EXERCISE REQUIREMENTS:
Scan the records below for the string "corners" and return every line where it appears.

PROVIDED MATERIAL:
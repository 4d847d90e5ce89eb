//! Game phases, events and the arena contents

use glam::DVec2;
use serde::{Deserialize, Serialize};

use super::shape::{Bounds, Circle, Obstacle};
use crate::consts::*;
use crate::round_half_up;

/// Current phase of the game
#[derive(Debug, Clone, Copy, PartialEq, Eq, Serialize, Deserialize)]
pub enum GamePhase {
    /// Set up, waiting for start
    Ready,
    /// Active gameplay
    Running,
    /// Frozen, waiting for resume
    Paused,
    /// Run over; only setup/restart leave this phase
    Ended,
}

/// Notifications for menus and other listeners
#[derive(Debug, Clone, Copy, PartialEq, Eq, Serialize, Deserialize)]
pub enum GameEvent {
    Setup,
    Start,
    Pause,
    Resume,
    Stop,
    Restart,
}

impl GameEvent {
    pub fn as_str(&self) -> &'static str {
        match self {
            GameEvent::Setup => "setup",
            GameEvent::Start => "start",
            GameEvent::Pause => "pause",
            GameEvent::Resume => "resume",
            GameEvent::Stop => "stop",
            GameEvent::Restart => "restart",
        }
    }
}

/// Everything on the playing field
#[derive(Debug, Clone, Serialize, Deserialize)]
pub struct Arena {
    pub bounds: Bounds,
    pub circle: Circle,
    pub obstacles: Vec<Obstacle>,
    /// Spawn coordinates: obstacle top-left corners, then the circle center
    original: Vec<DVec2>,
}

impl Arena {
    /// Create an arena and remember the spawn coordinates
    pub fn new(bounds: Bounds, circle: Circle, obstacles: Vec<Obstacle>) -> Self {
        let original = obstacles
            .iter()
            .map(|o| o.pos())
            .chain(std::iter::once(circle.center))
            .collect();
        Self {
            bounds,
            circle,
            obstacles,
            original,
        }
    }

    /// Standard layout for an arena of the given size
    pub fn standard(bounds: Bounds) -> Self {
        Self::new(bounds, spawn_circle(bounds), spawn_obstacles(bounds))
    }

    /// Standard layout on the top half of a canvas
    ///
    /// The bottom half holds the score and receives pointer input.
    pub fn for_canvas(width: f64, height: f64) -> Self {
        Self::standard(Bounds::new(width, (height / 2.0).floor()))
    }

    /// Put every shape back where it spawned
    pub fn reposition(&mut self) {
        for (obstacle, pos) in self.obstacles.iter_mut().zip(self.original.iter()) {
            obstacle.move_to(*pos);
        }
        if let Some(center) = self.original.last() {
            self.circle.move_to(*center);
        }
    }

    pub fn original_positions(&self) -> &[DVec2] {
        &self.original
    }

    /// Score layer anchor: the middle of the arena-sized score area
    pub fn score_anchor(&self) -> DVec2 {
        DVec2::new(
            (self.bounds.width / 2.0).floor(),
            (self.bounds.height / 2.0).floor(),
        )
    }
}

/// Player circle centered in the arena
pub fn spawn_circle(bounds: Bounds) -> Circle {
    Circle::new(
        (bounds.width / 2.0).floor(),
        (bounds.height / 2.0).floor(),
        (CIRCLE_RADIUS_FRACTION * bounds.min_side()).floor(),
    )
}

/// Two squares in the top corners, two rectangles along the bottom
pub fn spawn_obstacles(bounds: Bounds) -> Vec<Obstacle> {
    let Bounds { width, height } = bounds;
    let square = (SQUARE_FRACTION * round_half_up((width + height) / 2.0)).floor();
    let rect_w = (RECT_WIDTH_FRACTION * round_half_up(0.8 * width + 0.2 * height)).floor();
    let rect_h = (RECT_HEIGHT_FRACTION * round_half_up(0.2 * width + 0.8 * height)).floor();
    let wide_w = (rect_w * 0.8).floor();
    let tall_h = (rect_h * 1.2).floor();

    vec![
        Obstacle::square(0.0, 0.0, square),
        Obstacle::square(width - square, 0.0, square),
        Obstacle::rect(0.0, height - rect_h, rect_w, rect_h),
        Obstacle::rect(width - wide_w, height - tall_h, wide_w, tall_h),
    ]
}

#[cfg(test)]
mod tests {
    use super::*;
    use crate::sim::collision::has_collision;
    use crate::sim::shape::Edges;

    #[test]
    fn test_standard_layout() {
        let arena = Arena::for_canvas(800.0, 801.0);
        assert_eq!(arena.bounds, Bounds::new(800.0, 400.0));
        assert_eq!(arena.circle, Circle::new(400.0, 200.0, 20.0));
        assert_eq!(arena.obstacles.len(), 4);

        // 0.15 * 600 = 90
        assert_eq!(arena.obstacles[0], Obstacle::square(0.0, 0.0, 90.0));
        assert_eq!(arena.obstacles[1], Obstacle::square(710.0, 0.0, 90.0));
        for obstacle in &arena.obstacles {
            assert!(obstacle.left() >= 0.0 && obstacle.right() <= 800.0);
            assert!(obstacle.top() >= 0.0 && obstacle.bottom() <= 400.0);
        }
    }

    #[test]
    fn test_spawn_is_collision_free() {
        let arena = Arena::for_canvas(1280.0, 720.0);
        let mut candidates = Vec::new();
        assert!(!has_collision(&arena.circle, &arena.obstacles, &mut candidates));
    }

    #[test]
    fn test_reposition_restores_spawn() {
        let mut arena = Arena::standard(Bounds::new(300.0, 200.0));
        let before = arena.clone();

        arena.circle.move_to(DVec2::new(1.0, 2.0));
        for obstacle in &mut arena.obstacles {
            obstacle.move_to(DVec2::new(42.0, 42.0));
        }
        arena.reposition();

        assert_eq!(arena.circle, before.circle);
        assert_eq!(arena.obstacles, before.obstacles);
        assert_eq!(arena.original_positions().len(), arena.obstacles.len() + 1);
    }
}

RESULT BELOW:
    /// Spawn coordinates: obstacle top-left corners, then the circle center
/// Two squares in the top corners, two rectangles along the bottom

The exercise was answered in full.